Changes That Require Modification of Your Will or Trust
Many of our clients come to us to write an estate plan when they have retired and have a good idea of the assets they will have to pass along when they die or are incapacitated. But life does not stand still. A lot can happen between retirement and the end of your life, and many of these events will require a change to your will or trust.
Some of the major events that may require a modification to your estate plan include the following:
- Divorce. The primary beneficiary of your original estate plan is likely your spouse. If your marriage ends in divorce, your ex-spouse will automatically no longer inherit under North Carolina law. However, you would be wise to officially remove him or her from the will or trust and name a replacement beneficiary.
- Remarriage. If you marry after having established a will, your spouse will automatically receive an “elective share” of your estate upon your death even if you failed to add him or her to your will. However, a remarriage is a good reason to revisit your plan and make necessary changes.
- Purchase of property. If you have placed your property in a living trust, you should know that any new property purchased in your name will become part of your probate estate unless you modify your living trust to include the property.
- Death of a beneficiary. When a beneficiary named in your will passes away, you should take measures to remove him from your will and name a new beneficiary for those assets. Otherwise, assets will likely pass to the beneficiary’s heirs, which may not be your desire.
- Death of the executor. If the person you have selected to represent you in the execution of your will predeceases you, you will have to name a new executor and document that in your will.
- Change in wishes regarding children.

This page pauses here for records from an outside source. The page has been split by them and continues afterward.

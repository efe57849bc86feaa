//! Change notification bus.
//!
//! Every source owns one [`ListenerCollection`]. Consumers call
//! [`ListenerCollection::subscribe`] and receive a [`Subscription`], which is
//! nothing more than a private queue of [`Change`]s plus the batching state
//! for that consumer. Producers never call into consumers: they push changes
//! into the collection, the collection coalesces appends per subscription and
//! the consumer drains its queue from its own tick.
//!
//! ```text
//! ┌──────────┐ notify()  ┌────────────────────┐  queue   ┌──────────────┐
//! │ producer │ ────────> │ ListenerCollection │ ───────> │ Subscription │
//! └──────────┘           └────────────────────┘          └──────┬───────┘
//!                                                                │ drain()
//!                                                         ┌──────▼───────┐
//!                                                         │   consumer   │
//!                                                         └──────────────┘
//! ```
//!
//! Appends are delivered in chunks of at most `max_batch` rows, and rows that
//! do not fill a chunk are flushed once `max_wait` has elapsed since the last
//! delivery. Invalidations and resets are never delayed.

use crate::change::Change;
use std::{
    collections::VecDeque,
    sync::{Arc, Mutex, MutexGuard, Weak},
    time::{Duration, Instant},
};
use uuid::Uuid;

pub(crate) fn lock<T>(mutex: &Mutex<T>) -> MutexGuard<'_, T> {
    // a panicking reader must not wedge the engine
    mutex.lock().unwrap_or_else(|poisoned| poisoned.into_inner())
}

struct Slot {
    queue: VecDeque<Change>,
    /// rows already announced to the consumer
    delivered: usize,
    /// rows the producer currently has
    known: usize,
    max_wait: Duration,
    max_batch: usize,
    last_flush: Instant,
}

impl Slot {
    fn new(max_wait: Duration, max_batch: usize) -> Self {
        let mut queue = VecDeque::new();
        queue.push_back(Change::Reset);
        Self {
            queue,
            delivered: 0,
            known: 0,
            max_wait,
            max_batch: max_batch.max(1),
            last_flush: Instant::now(),
        }
    }

    fn on_read(&mut self, count: usize, now: Instant) {
        if count < self.delivered {
            self.invalidate(count, self.delivered - count, now);
        }
        self.known = count;
        self.pump(now);
    }

    fn invalidate(&mut self, start: usize, count: usize, now: Instant) {
        if count == 0 {
            return;
        }

        self.known = self.known.min(start);
        if start < self.delivered {
            // everything from `start` onwards is void for the consumer,
            // regardless of how far the producer said the damage goes
            self.queue
                .push_back(Change::invalidate(start, self.delivered - start));
            self.delivered = start;
            self.last_flush = now;
        }
    }

    fn reset(&mut self, now: Instant) {
        // consecutive resets coalesce
        if self.queue.back() != Some(&Change::Reset) {
            self.queue.push_back(Change::Reset);
        }
        self.delivered = 0;
        self.known = 0;
        self.last_flush = now;
    }

    fn pump(&mut self, now: Instant) {
        self.pump_inner(now, false);
    }

    fn pump_inner(&mut self, now: Instant, force: bool) {
        while self.known - self.delivered >= self.max_batch {
            self.queue
                .push_back(Change::append(self.delivered, self.max_batch));
            self.delivered += self.max_batch;
            self.last_flush = now;
        }

        let pending = self.known - self.delivered;
        let due = force || now.duration_since(self.last_flush) >= self.max_wait;
        if pending > 0 && due {
            self.queue.push_back(Change::append(self.delivered, pending));
            self.delivered = self.known;
            self.last_flush = now;
        }
    }
}

/// Consumer end of a subscription to one source.
///
/// Dropping the subscription unsubscribes it.
pub struct Subscription {
    id: Uuid,
    slot: Arc<Mutex<Slot>>,
}

impl Subscription {
    pub fn id(&self) -> Uuid {
        self.id
    }

    /// take every pending change, in emission order (non-blocking)
    pub fn drain(&self) -> Vec<Change> {
        let mut slot = lock(&self.slot);
        slot.pump(Instant::now());
        slot.queue.drain(..).collect()
    }

    /// take the next pending change, if any (non-blocking)
    pub fn try_next(&self) -> Option<Change> {
        let mut slot = lock(&self.slot);
        if slot.queue.is_empty() {
            slot.pump(Instant::now());
        }
        slot.queue.pop_front()
    }

    /// whether changes are queued or an idle flush is due
    pub fn has_pending(&self) -> bool {
        let mut slot = lock(&self.slot);
        slot.pump(Instant::now());
        !slot.queue.is_empty()
    }

    /// Whether every row the producer announced has been drained.
    ///
    /// Unlike [`Subscription::has_pending`] this also accounts for rows that
    /// are still held back waiting for a full batch or the idle flush.
    pub fn is_caught_up(&self) -> bool {
        let mut slot = lock(&self.slot);
        slot.pump(Instant::now());
        slot.queue.is_empty() && slot.delivered == slot.known
    }
}

impl std::fmt::Debug for Subscription {
    fn fmt(&self, f: &mut std::fmt::Formatter<'_>) -> std::fmt::Result {
        f.debug_struct("Subscription").field("id", &self.id).finish()
    }
}

#[derive(Default)]
struct Registry {
    slots: Vec<(Uuid, Weak<Mutex<Slot>>)>,
    count: usize,
}

/// Producer end of the bus: the set of subscriptions of one source.
#[derive(Default)]
pub struct ListenerCollection {
    registry: Mutex<Registry>,
}

impl ListenerCollection {
    pub fn new() -> Self {
        Self::default()
    }

    /// Register a new consumer.
    ///
    /// The consumer first observes a [`Change::Reset`], followed by appends
    /// describing whatever rows the producer already has.
    pub fn subscribe(&self, max_wait: Duration, max_batch: usize) -> Subscription {
        let mut registry = lock(&self.registry);
        let id = Uuid::new_v4();
        let mut slot = Slot::new(max_wait, max_batch);
        slot.known = registry.count;
        // existing rows are due immediately
        slot.pump_inner(Instant::now(), true);

        let slot = Arc::new(Mutex::new(slot));
        registry.slots.push((id, Arc::downgrade(&slot)));
        log::debug!("Listener {} subscribed ({} rows known)", id, registry.count);

        Subscription { id, slot }
    }

    /// stop delivering to the given subscription
    pub fn unsubscribe(&self, subscription: &Subscription) {
        let mut registry = lock(&self.registry);
        registry.slots.retain(|(id, _)| *id != subscription.id);
        log::debug!("Listener {} unsubscribed", subscription.id);
    }

    pub fn len(&self) -> usize {
        lock(&self.registry)
            .slots
            .iter()
            .filter(|(_, slot)| slot.strong_count() > 0)
            .count()
    }

    pub fn is_empty(&self) -> bool {
        self.len() == 0
    }

    /// Single producer-facing entry point: publish one change.
    pub fn notify(&self, change: Change) {
        match change {
            Change::Append(section) => self.on_read(section.end()),
            Change::Invalidate(section) => self.invalidate(section.start, section.count),
            Change::Reset => self.reset(),
        }
    }

    /// the producer now has `count` rows in total
    pub fn on_read(&self, count: usize) {
        let now = Instant::now();
        let mut registry = lock(&self.registry);
        Self::for_each_slot(&mut registry, |slot| slot.on_read(count, now));
        registry.count = count;
    }

    /// rows the producer has announced so far
    pub fn count(&self) -> usize {
        lock(&self.registry).count
    }

    /// convenience for `notify(Change::append(..))`
    pub fn append(&self, start: usize, count: usize) {
        self.on_read(start + count);
    }

    pub fn invalidate(&self, start: usize, count: usize) {
        let now = Instant::now();
        let mut registry = lock(&self.registry);
        Self::for_each_slot(&mut registry, |slot| slot.invalidate(start, count, now));
        if count > 0 {
            registry.count = registry.count.min(start);
        }
    }

    pub fn reset(&self) {
        let now = Instant::now();
        let mut registry = lock(&self.registry);
        Self::for_each_slot(&mut registry, |slot| slot.reset(now));
        registry.count = 0;
    }

    /// deliver rows whose idle timeout expired
    pub fn flush(&self) {
        let now = Instant::now();
        Self::for_each_slot(&mut lock(&self.registry), |slot| slot.pump(now));
    }

    // callers keep the registry locked until `count` matches the slots,
    // otherwise a concurrent subscribe starts from a stale count
    fn for_each_slot(registry: &mut Registry, mut f: impl FnMut(&mut Slot)) {
        registry.slots.retain(|(_, weak)| match weak.upgrade() {
            Some(slot) => {
                f(&mut lock(&slot));
                true
            }
            None => false,
        });
    }
}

As children grow up and move out, your wishes regarding what they should inherit may change. One child may need more support than another, or you may decide that an irresponsible or dysfunctional adult child should not inherit anything from your estate. These wishes must be documented in your will.
- Relocation to another state. Inheritance laws differ from state to state. While the probate process in North Carolina is fairly quick and easy, it can be a nightmare in other states. If you move to a state with a difficult probate process, you may want to establish a living trust in that state where it wasn’t necessary in North Carolina. Mr. Pender can help you find a law firm in that state to help you.
- Changes in the law. Regular consultations with Mr. Pender will keep you apprised of any changes in inheritance laws that could affect your estate plan.
There are other life events that could cause you to change your mind about how you want your assets to be distributed. It is best to think of your estate plan as a dynamic document that must change as your situation changes. George Pender will be here for every one of those changes and will advise you on the steps you should take.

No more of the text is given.